« E
gyptiennes, égyptiennes, les îles sont égyptiennes ! ». C’est par ces cris de joie retentissant dans la salle de la Haute Cour Administrative (HCA) que des centaines de militants et de simples citoyens, hissant les drapeaux égyptiens, ont accueilli, lundi 16 janvier, le verdict prononcé par le juge Ahmad Al-Chazli, invalidant la rétrocession par Le Caire des deux îles de Tiran et Sanafir de la mer Rouge à l’Arabie saoudite et confirmant qu’elles «
resteront égyptiennes ». La cour a souligné que «
les territoires de la patrie n’appartiennent pas à l’un des pouvoirs de l’Etat, mais au peuple égyptien et aux générations futures ».
C’est avec beaucoup d’attention que les Egyptiens attendaient la décision finale de la plus haute juridiction administrative sur cette affaire. D’importants dispositifs sécuritaires ont été déployés aux alentours de la HCA et au centre-ville. Quelques heures après ce verdict, la joie s’est faite sentir dans les rues, et les célébrations spontanées ont été lancées partout. Et la décision de la HCA a été jugée « historique ».

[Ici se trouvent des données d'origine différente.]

//! Removal of the seam left behind by mirroring a mesh.
//!
//! Mirroring a half-model produces a layer of internal faces on the mirror
//! plane that splits every cell touching it in two. Cleanup merges the two
//! halves of each split cell, drops the seam, and then repairs the
//! multiply-connected pairs that the merge inevitably creates.

use nalgebra::{Point3, Unit, Vector3};
use serde::{Deserialize, Serialize};
use tracing::{debug, info};

use crate::compact::compact_faces;
use crate::error::{MeshError, MeshResult};
use crate::repair::{RepairSummary, repair_multiply_connected};
use crate::types::PolyMesh;
use crate::validate::check_point_indices;

/// A plane given by a point and a unit normal.
#[derive(Debug, Clone, Copy, PartialEq)]
pub struct MirrorPlane {
    point: Point3<f64>,
    normal: Unit<Vector3<f64>>,
}

impl MirrorPlane {
    /// Create a plane, normalizing `normal`.
    ///
    /// # Errors
    ///
    /// Returns [`MeshError::InvalidMirrorPlane`] if the normal is zero or any
    /// component is not finite.
    pub fn new(point: Point3<f64>, normal: Vector3<f64>) -> MeshResult<Self> {
        if !point.coords.iter().chain(normal.iter()).all(|c| c.is_finite()) {
            return Err(MeshError::InvalidMirrorPlane {
                details: format!("non-finite point {} or normal {}", point, normal),
            });
        }
        let normal = Unit::try_new(normal, f64::EPSILON).ok_or_else(|| {
            MeshError::InvalidMirrorPlane {
                details: "normal has zero length".to_string(),
            }
        })?;
        Ok(Self { point, normal })
    }

    #[inline]
    pub fn point(&self) -> Point3<f64> {
        self.point
    }

    #[inline]
    pub fn normal(&self) -> Vector3<f64> {
        self.normal.into_inner()
    }

    /// Signed distance of `p` from the plane.
    #[inline]
    pub fn signed_distance(&self, p: &Point3<f64>) -> f64 {
        (p - self.point).dot(&self.normal)
    }
}

/// Parameters for [`clean_up_mirrored_mesh`].
#[derive(Debug, Clone, PartialEq, Serialize, Deserialize)]
pub struct MirrorCleanupParams {
    /// A point on the mirror plane.
    pub point: Point3<f64>,
    /// Plane normal; need not be unit length.
    pub normal: Vector3<f64>,
    /// Tolerance for both the parallel test and the on-plane test.
    ///
    /// Default: `1e-8`
    pub tolerance: f64,
}

impl Default for MirrorCleanupParams {
    fn default() -> Self {
        Self {
            point: Point3::origin(),
            normal: Vector3::z(),
            tolerance: 1e-8,
        }
    }
}

impl MirrorCleanupParams {
    /// Plane through `point` with `normal`, default tolerance.
    pub fn new(point: Point3<f64>, normal: Vector3<f64>) -> Self {
        Self {
            point,
            normal,
            ..Default::default()
        }
    }

    pub fn plane(&self) -> MeshResult<MirrorPlane> {
        MirrorPlane::new(self.point, self.normal)
    }
}

/// Outcome of mirror-seam cleanup.
#[derive(Debug, Clone, Default, Serialize)]
pub struct MirrorCleanupResult {
    /// Internal faces on the plane that were removed.
    pub seam_faces_removed: usize,
    /// Internal faces dropped because both sides ended up in one cell.
    pub interior_faces_removed: usize,
    /// Cells absorbed into their seam partner.
    pub cells_merged: usize,
    pub repair: RepairSummary,
}

/// Internal faces lying on `plane` with normal parallel to it.
pub fn find_seam_faces(mesh: &PolyMesh, plane: &MirrorPlane, tolerance: f64) -> Vec<usize> {
    (0..mesh.internal_face_count())
        .filter(|&f| {
            let face = &mesh.faces[f];
            let area = face.area_vector(&mesh.points);
            let mag = area.norm();
            if mag <= f64::EPSILON {
                return false;
            }
            let parallel = ((area / mag).dot(&plane.normal).abs() - 1.0).abs() < tolerance;
            parallel && plane.signed_distance(&face.centre(&mesh.points)).abs() < tolerance
        })
        .collect()
}

/// Disjoint-set forest where the smallest id is always the root.
struct CellUnion {
    parent: Vec<usize>,
}

impl CellUnion {
    fn new(n: usize) -> Self {
        Self {
            parent: (0..n).collect(),
        }
    }

    fn find(&mut self, mut c: usize) -> usize {
        while self.parent[c] != c {
            self.parent[c] = self.parent[self.parent[c]];
            c = self.parent[c];
        }
        c
    }

    /// Returns true if two distinct sets were joined.
    fn union(&mut self, a: usize, b: usize) -> bool {
        let (ra, rb) = (self.find(a), self.find(b));
        if ra == rb {
            return false;
        }
        let (lo, hi) = (ra.min(rb), ra.max(rb));
        self.parent[hi] = lo;
        true
    }
}

/// Merge the cells split by the mirror plane and remove the seam.
///
/// Seam faces are found geometrically, each seam neighbour cell is merged into
/// its owner, the surviving cells are renumbered densely in ascending order,
/// and finally the multiply-connected repair pass runs on the result.
///
/// # Example
///
/// ```no_run
/// use polymesh::{MirrorCleanupParams, clean_up_mirrored_mesh, load_poly_mesh};
/// use nalgebra::{Point3, Vector3};
///
/// let mut mesh = load_poly_mesh("mirrored.json").unwrap();
/// let params = MirrorCleanupParams::new(Point3::origin(), Vector3::y());
/// let result = clean_up_mirrored_mesh(&mut mesh, &params).unwrap();
/// println!("removed {} seam faces", result.seam_faces_removed);
/// ```
pub fn clean_up_mirrored_mesh(
    mesh: &mut PolyMesh,
    params: &MirrorCleanupParams,
) -> MeshResult<MirrorCleanupResult> {
    if !(params.tolerance.is_finite() && params.tolerance > 0.0) {
        return Err(MeshError::invalid_parameter(
            "tolerance",
            format!("must be positive and finite, got {}", params.tolerance),
        ));
    }
    let plane = params.plane()?;
    check_point_indices(&mesh.points, &mesh.faces)?;

    let seam = find_seam_faces(mesh, &plane, params.tolerance);
    info!(
        "Found {} internal face(s) on the mirror plane",
        seam.len()
    );
    if seam.is_empty() {
        return Ok(MirrorCleanupResult::default());
    }

    let cell_count = mesh
        .owner
        .iter()
        .chain(&mesh.neighbour)
        .map(|&c| c + 1)
        .max()
        .unwrap_or(0)
        .max(mesh.cell_count);

    let mut cells = CellUnion::new(cell_count);
    let cells_merged = seam
        .iter()
        .filter(|&&f| cells.union(mesh.owner[f], mesh.neighbour[f]))
        .count();

    // Dense ascending renumbering of the surviving roots.
    let mut label = vec![usize::MAX; cell_count];
    let mut next = 0;
    for c in 0..cell_count {
        if cells.find(c) == c {
            label[c] = next;
            next += 1;
        }
    }
    let new_label = |cells: &mut CellUnion, c: usize| label[cells.find(c)];

    let mut keep = vec![true; mesh.faces.len()];
    for &f in &seam {
        keep[f] = false;
    }

    let mut interior_faces_removed = 0;
    for f in 0..mesh.faces.len() {
        mesh.owner[f] = new_label(&mut cells, mesh.owner[f]);
        if !mesh.is_internal(f) {
            continue;
        }
        mesh.neighbour[f] = new_label(&mut cells, mesh.neighbour[f]);

        if !keep[f] {
            continue;
        }
        if mesh.owner[f] == mesh.neighbour[f] {
            keep[f] = false;
            interior_faces_removed += 1;
        } else if mesh.owner[f] > mesh.neighbour[f] {
            std::mem::swap(&mut mesh.owner[f], &mut mesh.neighbour[f]);
            mesh.faces[f].flip();
        }
    }
    mesh.cell_count = next;

    let removed = compact_faces(mesh, &keep)?;
    debug!(
        removed,
        cells = mesh.cell_count,
        "Removed seam and interior faces"
    );

    let repair = repair_multiply_connected(mesh)?;

    info!(
        "Mirror cleanup: {} seam face(s), {} cell(s) merged, {} face(s) merged away",
        seam.len(),
        cells_merged,
        repair.removed_face_count
    );

    Ok(MirrorCleanupResult {
        seam_faces_removed: seam.len(),
        interior_faces_removed,
        cells_merged,
        repair,
    })
}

En effet, ce verdict tranche définitivement un long parcours politique et judiciaire concernant l’accord de délimitation des frontières maritimes entre l’Egypte et l’Arabie saoudite conclu en avril 2016, au grand dam des Egyptiens (voir chronologie). Le gouvernement ne peut pas faire appel après ce verdict. La HCA a jugé que les îles de Tiran et Sanafir étaient « des territoires souverains égyptiens et faisaient partie de l’Histoire de l’Egypte ». Dans ses attendus du jugement, la cour a ajouté que « le gouvernement n’avait présenté au tribunal aucun document prouvant le contraire », et a précisé que la décision sur leur appartenance à l’Egypte était « définitive ». « L’armée égyptienne n’a jamais été une force d’occupation », a dit le juge, et ceci, en répliquant à l’argument du gouvernement, selon lequel il avait justifié cette rétrocession, en expliquant que les deux îles appartenaient à l’Arabie saoudite, mais que Riyad avait demandé en 1950 au Caire d’en assurer la protection.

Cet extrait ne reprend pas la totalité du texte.